Bloomberg's International Tax Monitor Quotes Peter Barnes: Solution to BEPS May Be Menu of Options
Bloomberg's International Tax Monitor quoted Peter A. Barnes regarding the Tax Analysts' forum on U.S. state considerations for international tax reform. Panelists discussed the parallels between state corporate income tax regimes and proposals being considered by the Organization for Economic Cooperation and Development to combat BEPS. For the complete article, please click on the above link to view a PDF.
Excerpt taken from the article.
Instead, the ultimate solution may be to retain separate entity accounting while allowing for some kind of formulary option as an alternative transfer pricing method, said Peter Barnes of Caplin & Drysdale in Washington.
"Separate entity reporting is the only way to go," Barnes said June 18, "but within transfer pricing methods there are a variety of accepted approaches."
In some cases, he said, "profit split is a reasonable way to allocate income."

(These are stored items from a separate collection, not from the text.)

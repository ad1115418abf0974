// src/single_flight.rs
//! Per-key request coalescing.
//!
//! The first caller for a key registers a shared handle to its upstream
//! future; later callers for the same key await that handle instead of
//! starting their own request. The entry is removed when the owning call
//! finishes or is dropped.

use crate::error::{GatewayError, Result};
use futures::future::{BoxFuture, FutureExt, Shared};
use log::debug;
use std::collections::HashMap;
use std::future::Future;
use std::sync::atomic::{AtomicU64, Ordering};
use std::sync::Mutex;
use std::time::Duration;

type Flight<T> = Shared<BoxFuture<'static, Result<T>>>;

pub struct SingleFlight<T: Clone> {
    in_flight: Mutex<HashMap<String, (u64, Flight<T>)>>,
    generation: AtomicU64,
    wait_timeout: Duration,
}

/// Removes the leader's entry on every exit path, including cancellation.
struct FlightGuard<'a, T: Clone> {
    owner: &'a SingleFlight<T>,
    key: &'a str,
    generation: u64,
}

impl<T: Clone> Drop for FlightGuard<'_, T> {
    fn drop(&mut self) {
        let mut map = self
            .owner
            .in_flight
            .lock()
            .unwrap_or_else(|poisoned| poisoned.into_inner());
        if matches!(map.get(self.key), Some((g, _)) if *g == self.generation) {
            map.remove(self.key);
        }
    }
}

enum Role<T: Clone, F> {
    Leader { generation: u64, flight: Flight<T> },
    Waiter { flight: Flight<T>, fetch: F },
}

impl<T> SingleFlight<T>
where
    T: Clone + Send + Sync + 'static,
{
    pub fn new(wait_timeout: Duration) -> Self {
        Self {
            in_flight: Mutex::new(HashMap::new()),
            generation: AtomicU64::new(0),
            wait_timeout,
        }
    }

    /// Runs `fetch` unless a call for `key` is already in flight, in which
    /// case the existing call's value is returned. A failed shared call is
    /// never handed to waiters; each one runs its own `fetch` instead.
    /// Waiters give up after the configured wait timeout; the leader is
    /// bounded only by `fetch` itself.
    pub async fn run<F, Fut>(&self, key: &str, fetch: F) -> Result<T>
    where
        F: FnOnce() -> Fut,
        Fut: Future<Output = Result<T>> + Send + 'static,
    {
        let role = {
            let mut map = self
                .in_flight
                .lock()
                .unwrap_or_else(|poisoned| poisoned.into_inner());
            match map.get(key) {
                Some((_, flight)) => Role::Waiter {
                    flight: flight.clone(),
                    fetch,
                },
                None => {
                    let generation = self.generation.fetch_add(1, Ordering::Relaxed);
                    let flight = fetch().boxed().shared();
                    map.insert(key.to_string(), (generation, flight.clone()));
                    Role::Leader { generation, flight }
                }
            }
        };

        match role {
            Role::Leader { generation, flight } => {
                let _guard = FlightGuard {
                    owner: self,
                    key,
                    generation,
                };
                flight.await
            }
            Role::Waiter { flight, fetch } => {
                debug!("Joining in-flight request for {}", key);
                let shared = tokio::time::timeout(self.wait_timeout, flight)
                    .await
                    .map_err(|_| {
                        GatewayError::Timeout(format!("waiting for in-flight request {}", key))
                    })?;
                match shared {
                    Ok(value) => Ok(value),
                    Err(e) => {
                        debug!("In-flight request for {} failed ({}), fetching again", key, e);
                        fetch().await
                    }
                }
            }
        }
    }

    pub fn in_flight(&self) -> usize {
        self.in_flight
            .lock()
            .unwrap_or_else(|poisoned| poisoned.into_inner())
            .len()
    }
}
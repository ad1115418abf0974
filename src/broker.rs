// src/broker.rs
use crate::config::BrokerEndpoints;
use crate::error::{GatewayError, Result};
use crate::models::{Credential, Quote};
use crate::upstream::{
    UpstreamFunds, UpstreamHolding, UpstreamLedgerEntry, UpstreamOrder, UpstreamPosition,
    UpstreamQuoteResponse, UpstreamTrade,
};
use async_trait::async_trait;
use chrono::Utc;
use log::{debug, error};
use reqwest::{Client, RequestBuilder};
use serde::de::DeserializeOwned;
use serde_json::{json, Value};
use std::time::Duration;

/// Splits `"NSE_EQ:1333"` into segment and id; a bare id gets the default
/// segment.
pub fn split_instrument<'a>(instrument: &'a str, default_segment: &'a str) -> (&'a str, &'a str) {
    match instrument.split_once(':') {
        Some((segment, id)) if !segment.is_empty() => (segment, id.trim()),
        _ => (default_segment, instrument.trim()),
    }
}

/// Anything that can produce a live quote for one instrument.
#[async_trait]
pub trait QuoteSource: Send + Sync {
    async fn quote(&self, segment: &str, security_id: &str) -> Result<Quote>;
}

/// HTTP client bound to one user's access token. Built per request and
/// dropped with it.
pub struct BrokerClient {
    http: Client,
    base_url: String,
    client_id: String,
    access_token: String,
    quote_timeout: Duration,
}

impl BrokerClient {
    pub fn new(credential: &Credential, endpoints: &BrokerEndpoints) -> Result<Self> {
        let access_token = credential
            .access_token
            .clone()
            .filter(|t| !t.is_empty())
            .ok_or_else(|| GatewayError::MissingCredentials(credential.user_id.clone()))?;
        let http = Client::builder()
            .timeout(endpoints.request_timeout)
            .build()?;
        Ok(BrokerClient {
            http,
            base_url: endpoints.rest_url.clone(),
            client_id: credential.client_id.clone(),
            access_token,
            quote_timeout: endpoints.quote_timeout,
        })
    }

    fn authorized(&self, builder: RequestBuilder) -> RequestBuilder {
        builder
            .header("access-token", &self.access_token)
            .header("client-id", &self.client_id)
            .header("Accept", "application/json")
    }

    async fn send<T: DeserializeOwned>(&self, builder: RequestBuilder, path: &str) -> Result<T> {
        let response = self.authorized(builder).send().await?;
        let status = response.status();
        if !status.is_success() {
            let body = response.text().await.unwrap_or_default();
            error!("Broker {} returned HTTP {}: {}", path, status, body);
            return Err(GatewayError::Upstream {
                status: status.as_u16(),
                body,
            });
        }
        debug!("Broker {} returned HTTP {}", path, status);
        Ok(response.json::<T>().await?)
    }

    async fn get<T: DeserializeOwned>(&self, path: &str) -> Result<T> {
        let url = format!("{}{}", self.base_url, path);
        self.send(self.http.get(&url), path).await
    }

    async fn post<T: DeserializeOwned>(&self, path: &str, body: &Value) -> Result<T> {
        let url = format!("{}{}", self.base_url, path);
        self.send(self.http.post(&url).json(body), path).await
    }

    pub async fn holdings(&self) -> Result<Vec<UpstreamHolding>> {
        self.get("/holdings").await
    }

    pub async fn positions(&self) -> Result<Vec<UpstreamPosition>> {
        self.get("/positions").await
    }

    pub async fn fund_limit(&self) -> Result<UpstreamFunds> {
        self.get("/fundlimit").await
    }

    pub async fn orders(&self) -> Result<Vec<UpstreamOrder>> {
        self.get("/orders").await
    }

    pub async fn trade_history(&self, from: &str, to: &str, page: usize) -> Result<Vec<UpstreamTrade>> {
        self.get(&format!("/trades/{}/{}/{}", from, to, page)).await
    }

    pub async fn ledger(&self, from: &str, to: &str) -> Result<Vec<UpstreamLedgerEntry>> {
        self.get(&format!("/ledger?from-date={}&to-date={}", from, to))
            .await
    }

    pub async fn margin_calculator(&self, request: &Value) -> Result<Value> {
        self.post("/margincalculator", request).await
    }

    pub async fn convert_position(&self, request: &Value) -> Result<Value> {
        let url = format!("{}/positions/convert", self.base_url);
        let response = self
            .authorized(self.http.post(&url).json(request))
            .send()
            .await?;
        let status = response.status();
        let body = response.text().await.unwrap_or_default();
        if !status.is_success() {
            error!("Position conversion returned HTTP {}: {}", status, body);
            return Err(GatewayError::Upstream {
                status: status.as_u16(),
                body,
            });
        }
        // The broker answers 202 with an empty body on success.
        if body.trim().is_empty() {
            return Ok(json!({"status": "accepted"}));
        }
        Ok(serde_json::from_str(&body)?)
    }

    pub async fn ohlc(&self, segment: &str, security_id: &str) -> Result<UpstreamQuoteResponse> {
        let id: Value = security_id
            .parse::<u64>()
            .map(Value::from)
            .unwrap_or_else(|_| Value::from(security_id));
        let mut body = serde_json::Map::new();
        body.insert(segment.to_string(), Value::Array(vec![id]));
        let url = format!("{}/marketfeed/ohlc", self.base_url);
        let builder = self
            .http
            .post(&url)
            .timeout(self.quote_timeout)
            .json(&Value::Object(body));
        self.send(builder, "/marketfeed/ohlc").await
    }
}

#[async_trait]
impl QuoteSource for BrokerClient {
    async fn quote(&self, segment: &str, security_id: &str) -> Result<Quote> {
        self.ohlc(segment, security_id)
            .await?
            .into_quote(segment, security_id, Utc::now())
    }
}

Rather than choose between two extreme options, he said, nations ultimately may end up with "a menu" of approaches to address base erosion and profit shifting. One of them may be to apply some kind of formulary approach within a separate entity context, he said. Another option may be to rely more heavily on transaction taxes, he said.
However, it is clear that if some nations retain separate entity accounting and other countries adopt a form of combined reporting, compliance will become far more complicated and costly for multinationals, Barnes said.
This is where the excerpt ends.